Machine learning and data processing applications continue to drive the need to develop scalable Python applications. Ray is a distributed execution engine that enables programmers to scale up their Python applications.
This talk will cover some of the challenges we faced and key architectural changes we made to Ray over the past year to support a new set of large scale data processing workloads.
Python has been the number one choice for developers to build machine learning applications thanks to its mature ecosystems and simplicity. However, due to growing compute requirements for machine learning and data processing workload, scaling Python applications has become a necessity.
Ray has been one of the favorite choices for developers to scale their Python applications due to its simple yet powerful APIs. Its growing popularity has established robust ecosystems for scalable machine learning, such as integration to popular machine learning libraries like Horovod, spaCy, Huggingface, XGBoost, and scikit-learn as well as its native libraries like Rllib, Ray Tune, and Ray Serve.
However, machine learning is not the only workload that needs to scale. Scaling data processing workload is one of the most important parts of machine learning pipelines. The status quo for many teams today is to use workflow orchestrators such as Airflow or Kubeflow to stitch distributed systems together, which add costs and increase the management complexity.

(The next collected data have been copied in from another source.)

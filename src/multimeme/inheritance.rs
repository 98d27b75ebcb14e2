//! Memeplex inheritance.

use crate::problem::{MemoryIndex, Problem};
use rand::{Rng, RngCore};

/// Passes memetic material from two parents to their two children.
///
/// Called after crossover, so it overrides whatever memes the crossover's
/// solution copies left in the children.
pub trait MemeplexInheritance {
    /// Short display name.
    fn name(&self) -> &str;

    fn inherit(
        &self,
        problem: &mut dyn Problem,
        parent1: MemoryIndex,
        parent2: MemoryIndex,
        child1: MemoryIndex,
        child2: MemoryIndex,
        rng: &mut dyn RngCore,
    );
}

/// Copies every meme option of `src` to `dst`.
pub fn copy_memeplex(problem: &mut dyn Problem, src: MemoryIndex, dst: MemoryIndex) {
    for slot in 0..problem.number_of_memes() {
        let option = problem.meme_option(src, slot);
        problem.set_meme_option(dst, slot, option);
    }
}

/// Simple inheritance: both children take the memeplex of the strictly
/// better parent; on equal objective values one parent is picked uniformly.
#[derive(Debug, Default, Clone, Copy)]
pub struct SimpleInheritance;

impl MemeplexInheritance for SimpleInheritance {
    fn name(&self) -> &str {
        "Simple Inheritance"
    }

    fn inherit(
        &self,
        problem: &mut dyn Problem,
        parent1: MemoryIndex,
        parent2: MemoryIndex,
        child1: MemoryIndex,
        child2: MemoryIndex,
        rng: &mut dyn RngCore,
    ) {
        let f1 = problem.objective_value(parent1);
        let f2 = problem.objective_value(parent2);
        let donor = if f1 == f2 {
            if rng.random_bool(0.5) {
                parent1
            } else {
                parent2
            }
        } else if f1 < f2 {
            parent1
        } else {
            parent2
        };
        copy_memeplex(problem, donor, child1);
        copy_memeplex(problem, donor, child2);
    }
}

#[cfg(test)]
mod tests {
    use super::*;
    use crate::random::create_rng;
    use crate::test_support::WeightedBits;

    /// Parents at 0 and 1 with distinct memeplexes; children at 2 and 3.
    fn family(cost1: f64, cost2: f64) -> WeightedBits {
        let mut problem = WeightedBits::new(vec![cost1, cost2], 4).with_memes(2);
        problem.set(0, &[true, false]);
        problem.set(1, &[false, true]);
        problem.memes[0] = vec![1, 1];
        problem.memes[1] = vec![2, 0];
        problem.memes[2] = vec![9, 9];
        problem.memes[3] = vec![9, 9];
        problem
    }

    #[test]
    fn test_better_parent_wins() {
        let mut rng = create_rng(0);

        let mut problem = family(1.0, 5.0);
        SimpleInheritance.inherit(&mut problem, 0, 1, 2, 3, &mut rng);
        assert_eq!(problem.memes[2], vec![1, 1]);
        assert_eq!(problem.memes[3], vec![1, 1]);

        let mut problem = family(5.0, 1.0);
        SimpleInheritance.inherit(&mut problem, 0, 1, 2, 3, &mut rng);
        assert_eq!(problem.memes[2], vec![2, 0]);
        assert_eq!(problem.memes[3], vec![2, 0]);
    }

    #[test]
    fn test_equal_parents_pick_one_for_both_children() {
        let mut rng = create_rng(42);
        let mut picked = [false; 2];
        for _ in 0..100 {
            let mut problem = family(3.0, 3.0);
            SimpleInheritance.inherit(&mut problem, 0, 1, 2, 3, &mut rng);
            assert_eq!(problem.memes[2], problem.memes[3]);
            match problem.memes[2].as_slice() {
                [1, 1] => picked[0] = true,
                [2, 0] => picked[1] = true,
                other => panic!("unexpected memeplex {other:?}"),
            }
        }
        assert_eq!(picked, [true, true]);
    }

    #[test]
    fn test_parents_keep_their_memes() {
        let mut rng = create_rng(1);
        let mut problem = family(1.0, 5.0);
        SimpleInheritance.inherit(&mut problem, 0, 1, 2, 3, &mut rng);
        assert_eq!(problem.memes[0], vec![1, 1]);
        assert_eq!(problem.memes[1], vec![2, 0]);
    }
}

Ray being able to support large scale data processing is important as it will allow people to build a single system with multiple distributed “libraries”, which will reduce the operational burden and complexity of machine learning pipelines. We will introduce Ray’s recent improvements that make Ray a strong system for large-scale data processing workloads and its ecosystems. The talk will end up with code examples that connect machine learning and data processing workloads into a single python application.